» Supplied data

// Host stats via sysinfo

use crate::error::CollectError;
use crate::models::HostReading;
use async_trait::async_trait;
use std::path::{Path, PathBuf};
use std::sync::{Arc, Mutex};
use std::time::{Duration, Instant};
use sysinfo::{Disks, MINIMUM_CPU_UPDATE_INTERVAL, Networks, System};
use tracing::instrument;

/// Source of host-level readings for the host collector.
#[async_trait]
pub trait HostStatsProvider: Send + Sync + 'static {
    async fn host_snapshot(&self) -> Result<HostReading, CollectError>;
}

pub struct SysinfoRepo {
    sys: Arc<Mutex<System>>,
    disks: Arc<Mutex<Disks>>,
    networks: Arc<Mutex<Networks>>,
    disk_mount: PathBuf,
    /// When the CPU baseline was taken in `new`.
    cpu_baseline_at: Instant,
}

impl SysinfoRepo {
    /// `disk_mount` selects the partition reported as disk usage.
    pub fn new(disk_mount: impl Into<PathBuf>) -> Self {
        let mut sys = System::new();
        // Baseline for global_cpu_usage(); the first tick then reports load since startup.
        sys.refresh_cpu_all();
        sys.refresh_memory();
        let disks = Disks::new_with_refreshed_list();
        let networks = Networks::new_with_refreshed_list();
        Self {
            sys: Arc::new(Mutex::new(sys)),
            disks: Arc::new(Mutex::new(disks)),
            networks: Arc::new(Mutex::new(networks)),
            disk_mount: disk_mount.into(),
            cpu_baseline_at: Instant::now(),
        }
    }
}

#[async_trait]
impl HostStatsProvider for SysinfoRepo {
    #[instrument(skip(self), fields(repo = "sysinfo", operation = "host_snapshot"))]
    async fn host_snapshot(&self) -> Result<HostReading, CollectError> {
        let sys = self.sys.clone();
        let disks = self.disks.clone();
        let networks = self.networks.clone();
        let mount = self.disk_mount.clone();
        let settle = cpu_settle_delay(self.cpu_baseline_at.elapsed());
        tokio::task::spawn_blocking(move || {
            // First reading right after `new`: let the CPU counters move first.
            if !settle.is_zero() {
                std::thread::sleep(settle);
            }
            let (cpu_percent, memory_percent) = {
                let mut sys = sys.lock().map_err(|e| {
                    CollectError::Transport(format!("sysinfo lock poisoned: {}", e))
                })?;
                sys.refresh_cpu_all();
                sys.refresh_memory();
                (
                    sys.global_cpu_usage() as f64,
                    used_percent(sys.total_memory(), sys.available_memory()),
                )
            };

            let disk_percent = {
                let mut disks = disks.lock().map_err(|e| {
                    CollectError::Transport(format!("sysinfo disks lock poisoned: {}", e))
                })?;
                disks.refresh(true);
                let mounts: Vec<(PathBuf, u64, u64)> = disks
                    .list()
                    .iter()
                    .map(|d| {
                        (
                            d.mount_point().to_path_buf(),
                            d.total_space(),
                            d.available_space(),
                        )
                    })
                    .collect();
                disk_percent_for(&mounts, &mount)?
            };

            let (net_bytes_sent, net_bytes_recv) = {
                let mut networks = networks.lock().map_err(|e| {
                    CollectError::Transport(format!("sysinfo networks lock poisoned: {}", e))
                })?;
                networks.refresh(true);
                sum_interfaces(networks.list().iter().map(|(name, data)| {
                    (
                        name.as_str(),
                        data.total_transmitted(),
                        data.total_received(),
                    )
                }))
            };

            Ok(HostReading {
                cpu_percent,
                memory_percent,
                disk_percent,
                net_bytes_sent,
                net_bytes_recv,
            })
        })
        .await
        .map_err(|e| CollectError::Transport(format!("sysinfo task join: {}", e)))?
    }
}

/// Wait still needed before a CPU refresh yields real usage, given the time since the baseline.
fn cpu_settle_delay(since_baseline: Duration) -> Duration {
    MINIMUM_CPU_UPDATE_INTERVAL.saturating_sub(since_baseline)
}

/// `(total - available) / total * 100`, 0 for an empty total.
fn used_percent(total: u64, available: u64) -> f64 {
    if total == 0 {
        return 0.0;
    }
    let used = total.saturating_sub(available);
    (used as f64 / total as f64) * 100.0
}

/// Usage of the partition mounted exactly at `mount`.
fn disk_percent_for(mounts: &[(PathBuf, u64, u64)], mount: &Path) -> Result<f64, CollectError> {
    mounts
        .iter()
        .find(|(m, _, _)| m == mount)
        .map(|(_, total, available)| used_percent(*total, *available))
        .ok_or_else(|| {
            CollectError::MalformedSample(format!("no disk mounted at {}", mount.display()))
        })
}

/// Cumulative (sent, received) across interfaces, loopback excluded.
fn sum_interfaces<'a>(ifaces: impl Iterator<Item = (&'a str, u64, u64)>) -> (u64, u64) {
    ifaces
        .filter(|(name, _, _)| *name != "lo" && !name.starts_with("lo0"))
        .fold((0u64, 0u64), |(tx, rx), (_, t, r)| {
            (tx.saturating_add(t), rx.saturating_add(r))
        })
}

» Activity
Would you copy all lines in the records where the string "Mutex" appears?

» Output for this exercise
use std::sync::{Arc, Mutex};
    sys: Arc<Mutex<System>>,
    disks: Arc<Mutex<Disks>>,
    networks: Arc<Mutex<Networks>>,
            sys: Arc::new(Mutex::new(sys)),
            disks: Arc::new(Mutex::new(disks)),
            networks: Arc::new(Mutex::new(networks)),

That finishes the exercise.